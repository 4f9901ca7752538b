//! Local endpoint locations
//!
//! POSIX: a filesystem socket in the user runtime directory. Windows: a
//! loopback TCP port published through a sibling port file. A PID file sits
//! next to either.

use std::path::PathBuf;

/// Directory for the socket and PID files.
#[must_use]
pub fn runtime_dir() -> PathBuf {
    #[cfg(unix)]
    {
        if let Ok(dir) = std::env::var("XDG_RUNTIME_DIR") {
            if !dir.is_empty() {
                return PathBuf::from(dir);
            }
        }
    }
    std::env::temp_dir()
}

/// Filesystem socket path (POSIX).
#[must_use]
pub fn socket_path() -> PathBuf {
    runtime_dir().join("clara_companion.sock")
}

/// Port file path (Windows).
#[must_use]
pub fn port_file_path() -> PathBuf {
    std::env::temp_dir().join("clara_companion.port")
}

/// PID file path.
#[must_use]
pub fn pid_file_path() -> PathBuf {
    runtime_dir().join("clara_companion.pid")
}
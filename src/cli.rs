//! Command-line interface

use std::path::PathBuf;

use clap::{Parser, Subcommand};

/// ClaraVerse companion bridge
#[derive(Parser, Debug)]
#[command(name = "clara-companion")]
#[command(version, about, long_about = None)]
pub struct Cli {
    /// Path to the configuration file
    #[arg(long, global = true, env = "CLARA_COMPANION_CONFIG")]
    pub config: Option<PathBuf>,

    /// Log level (trace, debug, info, warn, error)
    #[arg(long, global = true, default_value = "info", env = "CLARA_COMPANION_LOG_LEVEL")]
    pub log_level: String,

    /// Log format (text, json)
    #[arg(long, global = true, env = "CLARA_COMPANION_LOG_FORMAT")]
    pub log_format: Option<String>,

    /// What to do
    #[command(subcommand)]
    pub command: Command,
}

/// Subcommands
#[derive(Subcommand, Debug)]
pub enum Command {
    /// Log in to the ClaraVerse cloud and register this device
    Login {
        /// Account email (prompted when omitted)
        #[arg(long)]
        email: Option<String>,
    },
    /// Run the bridge in the foreground
    Start,
    /// Show the running bridge's status
    Status {
        /// Print the raw status payload as JSON
        #[arg(long)]
        json: bool,
    },
    /// Add a tool provider
    Add {
        /// Provider name
        name: String,
        /// Executable (or a full command line when no args are given)
        command: String,
        /// Arguments passed to the executable
        #[arg(trailing_var_arg = true, allow_hyphen_values = true)]
        args: Vec<String>,
    },
    /// Remove a tool provider
    Remove {
        /// Provider name
        name: String,
    },
    /// Enable or disable a tool provider
    Toggle {
        /// Provider name
        name: String,
        /// Desired state; omitted flips the current one
        #[arg(value_parser = ["on", "off"])]
        state: Option<String>,
    },
    /// List configured providers
    List,
    /// Manage the background service
    Service {
        /// Service operation
        #[command(subcommand)]
        action: ServiceAction,
    },
    /// Manage registered devices
    Devices {
        /// Device operation
        #[command(subcommand)]
        action: DeviceAction,
    },
    /// Drop cached credentials and revoke this device
    Logout,
}

/// `service` operations
#[derive(Subcommand, Debug)]
pub enum ServiceAction {
    /// Write and enable the service definition
    Install,
    /// Disable and remove the service definition
    Uninstall,
    /// Start the installed service
    Start,
    /// Stop the installed service
    Stop,
    /// Show the service manager's status
    Status,
}

/// `devices` operations
#[derive(Subcommand, Debug)]
pub enum DeviceAction {
    /// List registered devices
    List,
    /// Rename a device
    Rename {
        /// Device id
        id: String,
        /// New display name
        name: String,
    },
    /// Revoke a device's credentials
    Revoke {
        /// Device id
        id: String,
    },
}
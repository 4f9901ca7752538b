//! Error types for the companion bridge

use std::io;

use thiserror::Error;

/// Result type alias for the companion bridge
pub type Result<T> = std::result::Result<T, Error>;

/// Companion bridge errors
#[derive(Error, Debug)]
pub enum Error {
    /// Configuration error (missing or unparseable persisted state)
    #[error("Configuration error: {0}")]
    Config(String),

    /// Authentication error (no credentials, refresh failed, cloud rejection)
    #[error("Authentication error: {0}")]
    Auth(String),

    /// Transport error (network failure, premature close, read/write errors)
    #[error("Transport error: {0}")]
    Transport(String),

    /// Protocol error (malformed or unexpected frame)
    #[error("Protocol error: {0}")]
    Protocol(String),

    /// Provider is already running
    #[error("Provider already running: {0}")]
    AlreadyRunning(String),

    /// Provider is not running
    #[error("Provider not running: {0}")]
    NotRunning(String),

    /// Provider launch spec is invalid
    #[error("Invalid provider spec: {0}")]
    BadSpec(String),

    /// Provider process could not be spawned
    #[error("Failed to spawn provider: {0}")]
    Spawn(String),

    /// Provider handshake failed or produced nothing
    #[error("Provider handshake failed: {0}")]
    Handshake(String),

    /// Provider has no live instance
    #[error("provider-unavailable: {0}")]
    ProviderUnavailable(String),

    /// Tool name not present in the catalogue
    #[error("tool not found: {0}")]
    ToolNotFound(String),

    /// Provider answered an invocation with an error
    #[error("{0}")]
    Tool(String),

    /// Bounded wait elapsed
    #[error("Timed out: {0}")]
    Timeout(String),

    /// IO error
    #[error("IO error: {0}")]
    Io(#[from] io::Error),

    /// JSON error
    #[error("JSON error: {0}")]
    Json(#[from] serde_json::Error),

    /// YAML error
    #[error("YAML error: {0}")]
    Yaml(#[from] serde_yaml::Error),

    /// HTTP error
    #[error("HTTP error: {0}")]
    Http(#[from] reqwest::Error),

    /// WebSocket error
    #[error("WebSocket error: {0}")]
    Tungstenite(#[from] tokio_tungstenite::tungstenite::Error),

    /// Bridge shutdown in progress
    #[error("Bridge shutdown")]
    Shutdown,

    /// Internal error
    #[error("Internal error: {0}")]
    Internal(String),
}

impl Error {
    /// Process exit code for the CLI surface.
    ///
    /// 0 success, 1 general error, 2 misuse (clap handles its own), 3 bridge
    /// not running, 4 auth failed.
    #[must_use]
    pub fn exit_code(&self) -> u8 {
        match self {
            Self::Auth(_) => 4,
            Self::NotRunning(_) => 3,
            _ => 1,
        }
    }

    /// Whether this error ends the reconnect loop (re-login required).
    #[must_use]
    pub fn is_auth(&self) -> bool {
        matches!(self, Self::Auth(_))
    }
}

#[cfg(test)]
mod tests {
    use super::*;

    #[test]
    fn exit_codes_map_to_cli_contract() {
        assert_eq!(Error::Auth("expired".into()).exit_code(), 4);
        assert_eq!(Error::NotRunning("bridge".into()).exit_code(), 3);
        assert_eq!(Error::Transport("refused".into()).exit_code(), 1);
        assert_eq!(Error::Config("missing".into()).exit_code(), 1);
    }

    #[test]
    fn auth_errors_are_terminal() {
        assert!(Error::Auth("rejected".into()).is_auth());
        assert!(!Error::Transport("reset".into()).is_auth());
    }
}
impl Bridge {
    /// Run the bridge in the foreground until a signal or a `shutdown`
    /// command arrives.
    ///
    /// # Errors
    ///
    /// `Config` for missing/unparseable state, `Auth` when no credentials
    /// are cached, `AlreadyRunning` when another bridge owns the endpoint.
    pub async fn run(config_path: PathBuf) -> Result<()> {
        let config = Config::load(&config_path)?;
        if !config.auth.is_logged_in() {
            return Err(Error::Auth(
                "no credentials - run 'clara-companion login' first".to_string(),
            ));
        }

        let cancel = CancellationToken::new();
        let started = Instant::now();
        let shared = Arc::new(SharedConfig {
            path: config_path,
            config: parking_lot::Mutex::new(config.clone()),
        });

        // C1: token manager, persisting each rotation back into the config.
        let persist_target = Arc::clone(&shared);
        let tokens = Arc::new(TokenManager::new(
            &config.cloud.api_base,
            TokenSnapshot::from(config.auth.clone()),
            Box::new(move |snapshot: &TokenSnapshot| {
                persist_target.config.lock().auth = snapshot.into();
                if let Err(e) = persist_target.save() {
                    warn!(error = %e, "failed to persist rotated credentials");
                }
            }),
        )?);

        // C3 before C2: the supervisor publishes into the catalogue.
        let catalog = Arc::new(ToolCatalog::new());
        catalog.publish_core(core_tool_defs());
        let (supervisor, provider_events) = ProviderSupervisor::new(Arc::clone(&catalog));

        // C2: start every enabled provider. Failures surface in status, not
        // as startup errors.
        for provider in config.providers.iter().filter(|p| p.enabled) {
            if let Err(e) = supervisor.start(provider).await {
                warn!(provider = %provider.name, error = %e, "provider failed to start");
            }
        }

        // C6
        let (status_tx, status_rx) = watch::channel(build_status(
            &config,
            &supervisor,
            ConnState::Idle,
            started,
        ));
        let (commands_tx, commands_rx) = mpsc::channel(16);
        let control = Arc::new(ControlServer::new(status_rx, commands_tx.clone()));

        // C4 + C5
        let client_id = config
            .auth
            .device_id
            .clone()
            .unwrap_or_else(|| uuid::Uuid::new_v4().to_string());
        let transport = Arc::new(CloudTransport::new(
            CloudSettings {
                ws_url: config.cloud.ws_url.clone(),
                client_id,
                client_version: env!("CARGO_PKG_VERSION").to_string(),
                platform: std::env::consts::OS.to_string(),
            },
            Arc::clone(&tokens),
        ));
        let dispatcher = Arc::new(Dispatcher::new(
            Arc::clone(&catalog),
            Arc::clone(&supervisor),
            Arc::clone(&transport) as Arc<dyn ResultSink>,
        ));

        let bridge = Arc::new(Self {
            shared,
            catalog,
            supervisor,
            transport,
            dispatcher,
            control,
            commands_tx,
            status_tx,
            cancel,
            started,
        });
        bridge
            .transport
            .register_handler(Arc::clone(&bridge) as Arc<dyn CloudHandler>);

        bridge.serve(commands_rx, provider_events).await
    }

    async fn serve(
        self: Arc<Self>,
        mut commands_rx: mpsc::Receiver<ControlCommand>,
        provider_events: mpsc::UnboundedReceiver<ProviderEvent>,
    ) -> Result<()> {
        info!(version = env!("CARGO_PKG_VERSION"), "bridge starting");

        let mut control_task = tokio::spawn(
            Arc::clone(&self.control).run(self.cancel.clone()),
        );
        let cloud_task = tokio::spawn(
            Arc::clone(&self.transport).run(self.cancel.clone()),
        );
        tokio::spawn(Arc::clone(&self).status_loop(provider_events));
        tokio::spawn(Arc::clone(&self).activity_loop());

        let terminate = wait_for_terminate_signal();
        tokio::pin!(terminate);
        let mut control_result: Option<Result<()>> = None;

        loop {
            tokio::select! {
                () = self.cancel.cancelled() => break,
                signal = tokio::signal::ctrl_c() => {
                    if signal.is_ok() {
                        info!("interrupt received, shutting down");
                    }
                    break;
                }
                () = &mut terminate => {
                    info!("terminate received, shutting down");
                    break;
                }
                command = commands_rx.recv() => {
                    let Some(command) = command else { break };
                    let outcome = self.apply_request(command.request).await;
                    let _ = command.reply.send(outcome);
                }
                finished = &mut control_task => {
                    control_result = Some(match finished {
                        Ok(result) => result,
                        Err(e) => Err(Error::Internal(format!("control task: {e}"))),
                    });
                    break;
                }
            }
        }

        // Shutdown order: local endpoint, cloud channel, providers.
        self.cancel.cancel();
        self.transport.close().await;
        self.supervisor.stop_all().await;
        let _ = tokio::time::timeout(std::time::Duration::from_secs(2), cloud_task).await;
        if !control_task.is_finished() {
            let _ =
                tokio::time::timeout(std::time::Duration::from_secs(2), &mut control_task).await;
        }

        match control_result {
            // The endpoint failed to bind or crashed; surface that.
            Some(Err(e)) => Err(e),
            _ => {
                info!("bridge shutdown complete");
                Ok(())
            }
        }
    }

    /// Apply one supervisory request: mutate configuration, persist, adjust
    /// the running set, then broadcast status.
    async fn apply_request(&self, request: ControlRequest) -> Result<()> {
        match request {
            ControlRequest::Add(payload) => {
                if payload.name.is_empty() || payload.command.is_empty() {
                    return Err(Error::Config("name and command are required".to_string()));
                }
                let descriptor = ProviderConfig {
                    name: payload.name.clone(),
                    description: payload.description,
                    command: payload.command,
                    args: payload.args,
                    transport: "stdio".to_string(),
                    enabled: payload.enabled,
                };
                {
                    let mut config = self.shared.config.lock();
                    if config.provider(&payload.name).is_some() {
                        return Err(Error::Config(format!(
                            "provider {} already exists",
                            payload.name
                        )));
                    }
                    config.providers.push(descriptor.clone());
                }
                self.shared.save()?;
                if descriptor.enabled {
                    if let Err(e) = self.supervisor.start(&descriptor).await {
                        warn!(provider = %descriptor.name, error = %e, "provider failed to start");
                    }
                }
                self.push_status();
                Ok(())
            }
            ControlRequest::Remove(name) => {
                {
                    let mut config = self.shared.config.lock();
                    if config.provider(&name).is_none() {
                        return Err(Error::Config(format!("no such provider: {name}")));
                    }
                    config.providers.retain(|p| p.name != name);
                }
                self.shared.save()?;
                let _ = self.supervisor.stop(&name).await;
                self.push_status();
                Ok(())
            }
            ControlRequest::Toggle { name, enabled } => {
                let descriptor = {
                    let mut config = self.shared.config.lock();
                    let Some(provider) = config.provider_mut(&name) else {
                        return Err(Error::Config(format!("no such provider: {name}")));
                    };
                    provider.enabled = enabled.unwrap_or(!provider.enabled);
                    provider.clone()
                };
                self.shared.save()?;
                if descriptor.enabled {
                    if !self.supervisor.is_running(&name) {
                        if let Err(e) = self.supervisor.start(&descriptor).await {
                            warn!(provider = %name, error = %e, "provider failed to start");
                        }
                    }
                } else {
                    let _ = self.supervisor.stop(&name).await;
                }
                self.push_status();
                Ok(())
            }
            ControlRequest::Shutdown => {
                info!("shutdown requested over the local channel");
                self.cancel.cancel();
                Ok(())
            }
        }
    }

    fn push_status(&self) {
        let status = {
            let config = self.shared.config.lock();
            build_status(&config, &self.supervisor, self.transport.state(), self.started)
        };
        self.status_tx.send_replace(status.clone());
        self.control.broadcast(LocalFrame::Status(status));
    }

    /// Recompute status on every connection-state change and provider exit.
    async fn status_loop(
        self: Arc<Self>,
        mut provider_events: mpsc::UnboundedReceiver<ProviderEvent>,
    ) {
        let mut state_rx = self.transport.watch_state();
        loop {
            tokio::select! {
                () = self.cancel.cancelled() => break,
                changed = state_rx.changed() => {
                    if changed.is_err() {
                        break;
                    }
                    self.push_status();
                }
                event = provider_events.recv() => {
                    match event {
                        Some(ProviderEvent::Exited { name }) => {
                            warn!(provider = %name, "provider gone, status updated");
                            self.push_status();
                        }
                        None => break,
                    }
                }
            }
        }
    }

    /// Relay completed invocations to local clients.
    async fn activity_loop(self: Arc<Self>) {
        let mut activity_rx = self.dispatcher.subscribe_activity();
        loop {
            tokio::select! {
                () = self.cancel.cancelled() => break,
                record = activity_rx.recv() => match record {
                    Ok(record) => self.control.broadcast(LocalFrame::Activity(record)),
                    Err(tokio::sync::broadcast::error::RecvError::Lagged(_)) => {}
                    Err(tokio::sync::broadcast::error::RecvError::Closed) => break,
                },
            }
        }
    }

    async fn submit(&self, request: ControlRequest) -> Result<()> {
        let (reply_tx, reply_rx) = oneshot::channel();
        self.commands_tx
            .send(ControlCommand {
                request,
                reply: reply_tx,
            })
            .await
            .map_err(|_| Error::Shutdown)?;
        reply_rx.await.map_err(|_| Error::Shutdown)?
    }
}
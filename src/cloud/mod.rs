//! Cloud transport (C4)
//!
//! One duplex WebSocket to the control plane. A session owns the split
//! sink/stream pair; outbound frames funnel through a bounded channel so
//! backpressure is visible at the enqueue site. Reconnection with
//! exponential backoff is the recovery primitive for every transport-level
//! fault; authentication faults route through the token manager and become
//! terminal only when the refresh credential itself is dead.

pub mod backoff;

use std::sync::Arc;
use std::sync::atomic::{AtomicBool, AtomicU64, Ordering};
use std::time::Duration;

use async_trait::async_trait;
use futures::{SinkExt, StreamExt};
use serde_json::Value;
use tokio::sync::{mpsc, oneshot, watch};
use tokio::time::{Instant, interval_at};
use tokio_tungstenite::tungstenite::Message;
use tokio_tungstenite::{MaybeTlsStream, WebSocketStream, connect_async, tungstenite};
use tokio_util::sync::CancellationToken;
use tracing::{debug, error, info, warn};
use url::Url;

use crate::auth::TokenManager;
use crate::protocol::{
    AckPayload, AddServerPayload, Frame, HeartbeatPayload, RegisterToolsPayload,
    RemoveServerPayload, SyncStatePayload, ToggleServerPayload, ToolCallPayload,
    ToolResultPayload, WireServer, WireTool,
};
use crate::{Error, Result};

use backoff::ReconnectPolicy;

type WsStream = WebSocketStream<MaybeTlsStream<tokio::net::TcpStream>>;

/// Outbound queue capacity. Past this, non-critical frames drop and result
/// frames escalate to a connection teardown.
const OUTBOUND_CAPACITY: usize = 100;

/// Connection state as observed by status consumers.
#[derive(Debug, Clone, Copy, PartialEq, Eq)]
pub enum ConnState {
    /// Not yet started, or cleanly closed
    Idle,
    /// Dial in progress
    Connecting,
    /// Live session
    Connected,
    /// Between attempts, backoff running
    Reconnecting,
    /// Auth rejected, refresh pending
    AuthFailing,
    /// Refresh impossible; re-login required
    Terminated,
}

impl ConnState {
    /// Stable string for status payloads.
    #[must_use]
    pub fn as_str(self) -> &'static str {
        match self {
            Self::Idle => "idle",
            Self::Connecting => "connecting",
            Self::Connected => "connected",
            Self::Reconnecting => "reconnecting",
            Self::AuthFailing => "auth_failing",
            Self::Terminated => "auth_failed",
        }
    }
}

/// Supervisory command decoded from the cloud channel.
#[derive(Debug, Clone)]
pub enum ProviderCommand {
    /// Add a provider descriptor and start it
    Add(AddServerPayload),
    /// Remove a provider descriptor
    Remove(RemoveServerPayload),
    /// Flip or set a provider's enabled flag
    Toggle(ToggleServerPayload),
}

impl ProviderCommand {
    /// Correlation id for the acknowledgement frame.
    #[must_use]
    pub fn request_id(&self) -> &str {
        match self {
            Self::Add(p) => &p.request_id,
            Self::Remove(p) => &p.request_id,
            Self::Toggle(p) => &p.request_id,
        }
    }
}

-*-

Start at the first line of the material. Reproduce every line exactly, ending with the line that holds "pub fn port_file_path()".

repository 4f9901ca7752538b
//! Local endpoint locations
//!
//! POSIX: a filesystem socket in the user runtime directory. Windows: a
//! loopback TCP port published through a sibling port file. A PID file sits
//! next to either.

use std::path::PathBuf;

/// Directory for the socket and PID files.
#[must_use]
pub fn runtime_dir() -> PathBuf {
    #[cfg(unix)]
    {
        if let Ok(dir) = std::env::var("XDG_RUNTIME_DIR") {
            if !dir.is_empty() {
                return PathBuf::from(dir);
            }
        }
    }
    std::env::temp_dir()
}

/// Filesystem socket path (POSIX).
#[must_use]
pub fn socket_path() -> PathBuf {
    runtime_dir().join("clara_companion.sock")
}

/// Port file path (Windows).
#[must_use]
pub fn port_file_path() -> PathBuf {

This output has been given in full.